Wednesday, December 23, 2009

No Rushin'

Call of Duty: Modern Warfare 2's "No Russian" mission has really gotten people talking about how a game can be sensational, thought-provoking, reactionary, and engaging. And while I'm happy for what the mission has done in terms of people thinking about what games can be, or do, I think the "No Russian" mission ultimately did not succeed on as powerful and player-affecting level as it could have. This is a little puzzling to me, as the same game, in the South American missions, did all of the above.

For those that don't know, the "No Russian" mission involved playing the role of a spy infiltrated into a Russian terrorist organization. This infiltrator was to progress with the terrorists as they kill civilians in an airport, making sure to not blow his cover in order to find up what the head terrorist, Makarov, was really planning for later.

It was too scripted. Cinematically, I think it was effective...until I respawned.The second I realized that shooting a terrorist caused the slow moving task through the airport to start all over again, the emotional power the game had over me disappeared. I could walk, I could walk backwards, I could shoot the civilians, I could not shoot, and the level would continue. I really had no agency as a player that actually mattered. And games, to truly take advantage of what a game can do, must provide impactful and consequential choice. The only choices I really had were to skip the level before it started (no impact) or to shoot or not shoot the civilians (no consequence).

"No Russian" could have done a lot better. If one of the major points of the level was to get the player to understand that sometimes bad things must be done for the greater them. Let's say that I could kill all the terrorists in that airport without it being automatic Game Over. Then I could hose Makarov and all his buddies, and I'm the savior of the civilians. I cheer with the Russian people, get a nice medal for my actions...and watch Makarov's plan B -- a bio weapon -- go off without a hitch, killing thousands.


Now how impactful was my decision? Suddenly I'm thrown into turmoil -- I thought I was doing the right thing, but I didn't listen to my superiors (who instruct you not to blow your cover), and now thousands more are dead. This is the place to throw in the scripted section that gives me no agency. Perhaps a cutscene, showing a hospital trying to save the wounded? Or later I have to pick through the bodies, or walk past piles of them in an evacuation zone? The scripted event now comes off as a consequence to my choice, not as just a strong scene put in the game to affect me. My choice was impactful (I just caused thousands to die) and consequential (I had to sit through a cutscene...I had to spend game-time picking through the dead).
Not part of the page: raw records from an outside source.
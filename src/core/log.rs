use tracing::level_filters::LevelFilter;
use tracing_subscriber::{
    EnvFilter, filter::Targets, fmt, prelude::__tracing_subscriber_SubscriberExt,
    util::SubscriberInitExt,
};

/// Warnings and errors always reach stderr; `--verbose` adds the per-record
/// decisions at debug level. `RUST_LOG` overrides the default filter.
pub fn init_logging(verbose: bool) {
    let (level_filter, level) = if verbose {
        (LevelFilter::DEBUG, "debug")
    } else {
        (LevelFilter::WARN, "warn")
    };
    let app_filter = Targets::new().with_target("navkeep", level_filter);
    let env_filter = EnvFilter::try_from_default_env().unwrap_or_else(|_| EnvFilter::new(level));

    let stderr = fmt::layer().with_writer(std::io::stderr);
    tracing_subscriber::registry()
        .with(stderr.pretty().without_time())
        .with(app_filter)
        .with(env_filter)
        .init();
}
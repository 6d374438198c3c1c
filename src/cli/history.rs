use super::ui;
use crate::core::book::PriceBook;
use crate::core::clock::iso_time;
use anyhow::{Context, Result};
use comfy_table::Cell;

/// Prints the most recent `limit` records of `isin`, newest first.
pub async fn run(book: &PriceBook, isin: &str, limit: usize) -> Result<()> {
    let records = book
        .records(isin)
        .await
        .with_context(|| format!("Failed to read history for {isin}"))?;

    if records.is_empty() {
        println!("No prices stored for {isin}.");
        return Ok(());
    }

    println!(
        "\nFund: {} ({} of {} stored dates, retention {})",
        ui::style_text(isin, ui::StyleType::Title),
        limit.min(records.len()),
        records.len(),
        book.retention()
    );

    let mut table = ui::new_styled_table();
    table.set_header(vec![
        ui::header_cell("Date"),
        ui::header_cell("Close"),
        ui::header_cell("Source"),
        ui::header_cell("Updated"),
        ui::header_cell("Previous"),
    ]);

    for record in records.iter().rev().take(limit) {
        let previous = match (record.previous_source, record.previous_close) {
            (Some(source), Some(close)) => Some(format!("{close:.4} ({source})")),
            _ => None,
        };
        table.add_row(vec![
            Cell::new(record.date),
            ui::price_cell(record.close),
            Cell::new(record.source),
            Cell::new(iso_time(record.updated_at_ms)),
            ui::format_optional_cell(previous, |p| p),
        ]);
    }
    println!("{table}");
    Ok(())
}
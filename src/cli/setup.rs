use crate::core::config::AppConfig;
use anyhow::{Context, Result};
use std::path::Path;

// Include the example config as a string literal in the binary
const DEFAULT_CONFIG: &str = include_str!("../../docs/example_config.yaml");

/// Creates a default configuration file with example content at the default location
pub fn setup() -> Result<()> {
    let path = AppConfig::default_config_path()?;
    setup_at_path(path)
}

/// Creates a default configuration file with example content at the specified path
pub fn setup_at_path<P: AsRef<Path>>(path: P) -> Result<()> {
    let path = path.as_ref();

    if path.exists() {
        anyhow::bail!("Configuration file already exists at {}", path.display());
    }

    if let Some(parent) = path.parent() {
        std::fs::create_dir_all(parent)
            .with_context(|| format!("Failed to create directory: {}", parent.display()))?;
    }

    std::fs::write(path, DEFAULT_CONFIG)
        .with_context(|| format!("Failed to write config file to {}", path.display()))?;

    tracing::info!("Created default configuration at {}", path.display());
    println!("Created default configuration at {}", path.display());
    Ok(())
}
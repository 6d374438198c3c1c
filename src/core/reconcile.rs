//! Arbitration between a stored price and a new observation for the same date

use super::price::{Observation, PriceRecord, SourcePriority};

#[derive(Debug, Clone, Copy, PartialEq, Eq)]
pub enum RejectReason {
    /// Close is zero, negative or not a finite number.
    NonPositiveClose,
    /// A less authoritative source never overwrites a more authoritative one.
    LowerPriority,
    /// Same rank and same close as what is stored.
    Unchanged,
    /// A new date older than every date the retention window keeps.
    OutsideRetention,
}

#[derive(Debug, Clone, Copy, PartialEq, Eq)]
pub enum Decision {
    Replace,
    Reject(RejectReason),
}

#[derive(Debug, Clone)]
pub struct Reconciler {
    priority: SourcePriority,
}

impl Reconciler {
    pub fn new(priority: SourcePriority) -> Self {
        Self { priority }
    }

    pub fn priority(&self) -> &SourcePriority {
        &self.priority
    }

    pub fn decide(&self, existing: Option<&PriceRecord>, candidate: &Observation) -> Decision {
        if !candidate.close.is_finite() || candidate.close <= 0.0 {
            return Decision::Reject(RejectReason::NonPositiveClose);
        }

        let Some(existing) = existing else {
            return Decision::Replace;
        };

        let existing_rank = self.priority.rank(existing.source);
        let candidate_rank = self.priority.rank(candidate.source);

        if candidate_rank < existing_rank {
            return Decision::Reject(RejectReason::LowerPriority);
        }
        if candidate_rank == existing_rank && candidate.close == existing.close {
            return Decision::Reject(RejectReason::Unchanged);
        }
        Decision::Replace
    }
}

impl Default for Reconciler {
    fn default() -> Self {
        Self::new(SourcePriority::default())
    }
}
This is why player choice is so key for me, and why it always kills me that designers come so close only to drop the ball right at the end. This especially bothers me with MW2, because it actually had scenes where civilian killings did affected me.

There were a series of missions in a South American country where you fight from one shackled hut to another as you move through gang territory. In these levels, people were virtually shooting you from all over: rooftops, basements, and coming from behind you. These were the most harrowing, tense encounters (for me) in this game. As this hut-to-hut fighting occurred, civilians would run out of their huts for safety. And because I'm so tense and trigger-happy to take out another AK wielding gangsta, I would hose the civilian before I knew what he/she was. It impacted me in its simplicity. My God, I thought, that was too easy. The game kept continued. Life went on. No Game Over.
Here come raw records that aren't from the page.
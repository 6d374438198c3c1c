use chrono::{DateTime, Utc};
use std::sync::atomic::{AtomicI64, Ordering};

/// Wall-clock source for `saved_at`/`updated_at` and health timestamps.
pub trait Clock: Send + Sync {
    fn now_ms(&self) -> i64;
}

#[derive(Debug, Default, Clone, Copy)]
pub struct SystemClock;

impl Clock for SystemClock {
    fn now_ms(&self) -> i64 {
        Utc::now().timestamp_millis()
    }
}

/// A clock that only moves when told to.
#[derive(Debug, Default)]
pub struct ManualClock {
    now_ms: AtomicI64,
}

impl ManualClock {
    pub fn new(now_ms: i64) -> Self {
        Self {
            now_ms: AtomicI64::new(now_ms),
        }
    }

    pub fn advance(&self, by_ms: i64) {
        self.now_ms.fetch_add(by_ms, Ordering::SeqCst);
    }

    pub fn set(&self, now_ms: i64) {
        self.now_ms.store(now_ms, Ordering::SeqCst);
    }
}

impl Clock for ManualClock {
    fn now_ms(&self) -> i64 {
        self.now_ms.load(Ordering::SeqCst)
    }
}

/// RFC 3339 rendering of an epoch-millisecond timestamp.
pub fn iso_time(timestamp_ms: i64) -> String {
    DateTime::<Utc>::from_timestamp_millis(timestamp_ms)
        .map(|dt| dt.to_rfc3339())
        .unwrap_or_default()
}
use crate::core::error::StoreError;
use crate::core::health::{HealthRecord, HealthStatus, LastOk};
use crate::core::price::{DATE_FORMAT, PriceRecord};
use crate::core::store::{HealthStore, RecordStore};
use async_trait::async_trait;
use chrono::NaiveDate;
use fjall::{Keyspace, PartitionCreateOptions, PartitionHandle, PersistMode};
use std::fs::{File, OpenOptions, TryLockError};
use std::path::Path;
use tracing::{debug, warn};

const PRICES_PARTITION: &str = "prices";
const HEALTH_PARTITION: &str = "health";
const SOURCE_KEY_PREFIX: &str = "source:";
const LAST_OK_KEY: &str = "last_ok";
const LOCK_FILE: &str = "LOCK";
const KEYSPACE_DIR: &str = "fjall_db";

/// fjall-backed store.
///
/// Prices live in one partition keyed `{instrument}/{YYYY-MM-DD}`, so a prefix
/// scan walks one instrument's dates in calendar order. Health lives in a
/// second partition keyed `source:{name}` plus `last_ok`.
///
/// An exclusive lock on `{path}/LOCK` is held for the store's lifetime, so a
/// second process fails to open the same directory instead of interleaving
/// its read-decide-write steps with ours.
pub struct DiskStore {
    keyspace: Keyspace,
    prices: PartitionHandle,
    health: PartitionHandle,
    // Released on drop, after the keyspace is closed.
    _lock: File,
}

impl DiskStore {
    /// Opens the store at `path`, or returns [`StoreError::Locked`] when another
    /// handle already holds it.
    pub fn open(path: &Path) -> Result<Self, StoreError> {
        std::fs::create_dir_all(path)?;
        let lock = lock_dir(path)?;
        let keyspace = fjall::Config::new(path.join(KEYSPACE_DIR)).open()?;
        let prices = keyspace.open_partition(PRICES_PARTITION, PartitionCreateOptions::default())?;
        let health = keyspace.open_partition(HEALTH_PARTITION, PartitionCreateOptions::default())?;
        debug!("Opened price store at {}", path.display());
        Ok(Self {
            keyspace,
            prices,
            health,
            _lock: lock,
        })
    }

    /// Flushes the journal to disk.
    pub fn persist(&self) -> Result<(), StoreError> {
        self.keyspace.persist(PersistMode::SyncAll)?;
        Ok(())
    }
}

fn lock_dir(path: &Path) -> Result<File, StoreError> {
    let file = OpenOptions::new()
        .create(true)
        .truncate(false)
        .write(true)
        .open(path.join(LOCK_FILE))?;
    match file.try_lock() {
        Ok(()) => Ok(file),
        Err(TryLockError::WouldBlock) => Err(StoreError::Locked {
            path: path.to_path_buf(),
        }),
        Err(TryLockError::Error(e)) => Err(e.into()),
    }
}

fn series_prefix(instrument: &str) -> String {
    format!("{instrument}/")
}

fn price_key(instrument: &str, date: NaiveDate) -> String {
    format!("{instrument}/{}", date.format(DATE_FORMAT))
}

fn date_from_key(key: &[u8], prefix_len: usize) -> Option<NaiveDate> {
    let suffix = std::str::from_utf8(key.get(prefix_len..)?).ok()?;
    NaiveDate::parse_from_str(suffix, DATE_FORMAT).ok()
}

#[async_trait]
impl RecordStore for DiskStore {
    async fn get(
        &self,
        instrument: &str,
        date: NaiveDate,
    ) -> Result<Option<PriceRecord>, StoreError> {
        match self.prices.get(price_key(instrument, date))? {
            Some(value) => Ok(Some(serde_json::from_slice(&value)?)),
            None => Ok(None),
        }
    }

    async fn put(&self, instrument: &str, record: &PriceRecord) -> Result<(), StoreError> {
        let key = price_key(instrument, record.date);
        self.prices
            .insert(key.as_bytes(), serde_json::to_vec(record)?)?;
        debug!("Store PUT for key: {}", key);
        Ok(())
    }

    async fn remove(&self, instrument: &str, date: NaiveDate) -> Result<(), StoreError> {
        let key = price_key(instrument, date);
        self.prices.remove(key.as_bytes())?;
        debug!("Store REMOVE for key: {}", key);
        Ok(())
    }

    async fn list_dates_descending(&self, instrument: &str) -> Result<Vec<NaiveDate>, StoreError> {
        let prefix = series_prefix(instrument);
        let mut dates = Vec::new();
        for item in self.prices.prefix(&prefix).rev() {
            let (key, _) = item?;
            match date_from_key(&key, prefix.len()) {
                Some(date) => dates.push(date),
                None => warn!(
                    "Skipping malformed price key: {:?}",
                    String::from_utf8_lossy(&key)
                ),
            }
        }
        Ok(dates)
    }

    async fn list_records(&self, instrument: &str) -> Result<Vec<PriceRecord>, StoreError> {
        let prefix = series_prefix(instrument);
        let mut records = Vec::new();
        for item in self.prices.prefix(&prefix) {
            let (_, value) = item?;
            records.push(serde_json::from_slice(&value)?);
        }
        Ok(records)
    }
}

#[async_trait]
impl HealthStore for DiskStore {
    async fn put_source(&self, record: &HealthRecord) -> Result<(), StoreError> {
        let key = format!("{SOURCE_KEY_PREFIX}{}", record.source);
        self.health
            .insert(key.as_bytes(), serde_json::to_vec(record)?)?;
        Ok(())
    }

    async fn put_last_ok(&self, last_ok: &LastOk) -> Result<(), StoreError> {
        self.health
            .insert(LAST_OK_KEY.as_bytes(), serde_json::to_vec(last_ok)?)?;
        Ok(())
    }

    async fn load(&self) -> Result<HealthStatus, StoreError> {
        let mut status = HealthStatus::default();
        if let Some(value) = self.health.get(LAST_OK_KEY)? {
            status.last_ok = Some(serde_json::from_slice(&value)?);
        }
        for item in self.health.prefix(SOURCE_KEY_PREFIX) {
            let (_, value) = item?;
            let record: HealthRecord = serde_json::from_slice(&value)?;
            status.per_source.insert(record.source, record);
        }
        Ok(status)
    }
}
//! JSON export of the reconciled series for downstream consumers

use super::book::PriceBook;
use super::config::Fund;
use super::price::PricePoint;
use anyhow::{Context, Result};
use serde::Serialize;
use std::collections::BTreeMap;
use std::fs;
use std::path::{Path, PathBuf};
use tracing::{debug, info};

pub const ALL_FUNDS_FILE: &str = "all-funds.json";

#[derive(Debug, Default)]
pub struct ExportSummary {
    pub files: Vec<PathBuf>,
    pub points: usize,
}

fn write_json<T: Serialize>(path: &Path, value: &T) -> Result<()> {
    let json = serde_json::to_string_pretty(value)?;
    fs::write(path, json).with_context(|| format!("Failed to write {}", path.display()))
}

/// Writes `{isin}.json` (ascending `{date, close}` points) for each fund, plus
/// the combined `all-funds.json`.
pub async fn export_series(
    book: &PriceBook,
    funds: &[Fund],
    out_dir: &Path,
) -> Result<ExportSummary> {
    fs::create_dir_all(out_dir)
        .with_context(|| format!("Failed to create directory: {}", out_dir.display()))?;

    let mut summary = ExportSummary::default();
    let mut all: BTreeMap<&str, Vec<PricePoint>> = BTreeMap::new();

    for fund in funds {
        let series = book
            .series(&fund.isin)
            .await
            .with_context(|| format!("Failed to read series for {}", fund.isin))?;

        let path = out_dir.join(format!("{}.json", fund.isin));
        write_json(&path, &series)?;
        debug!(isin = %fund.isin, points = series.len(), "Exported {}", path.display());

        summary.points += series.len();
        summary.files.push(path);
        all.insert(&fund.isin, series);
    }

    let path = out_dir.join(ALL_FUNDS_FILE);
    write_json(&path, &all)?;
    summary.files.push(path);

    info!(
        files = summary.files.len(),
        points = summary.points,
        "Exported series to {}",
        out_dir.display()
    );
    Ok(summary)
}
This was much more emotionally impactful for me. It still could have been better: As with "No Russian" killing or not killing civilians doesn't affect the completion of the level in any way. There were no game consequences for my actions. But it was much more impactful.

In this case, killing the civilians was something I didn't want to do but did anyway because of the way I played the game. In "No Russian" I could kill civilians if I chose, or if I chose not to kill, I simply didn't and watched the scene unfold. This is not impactful because either way, I'm doing what I want. Granted it is impactful in a cinematic sense, if I don't like seeing that happening, but that is not what games should limit themselves to. My only consequential choice in this mission is to kill the terrorists or not, and the game tells me I must not kill them.

There is no clash between my gameplay decisions and my internal, moral compass. It is in this clash between gameplay decisions and moral ones that I think games can really affect the people who play them. More on all that later.

1 comment:

  1. "The second I realized that shooting a terrorist caused the slow moving task through the airport to start all over again, the emotional power the game had over me disappeared."

    This is basically how I feel. I really hate when games make me redo tasks that I've failed.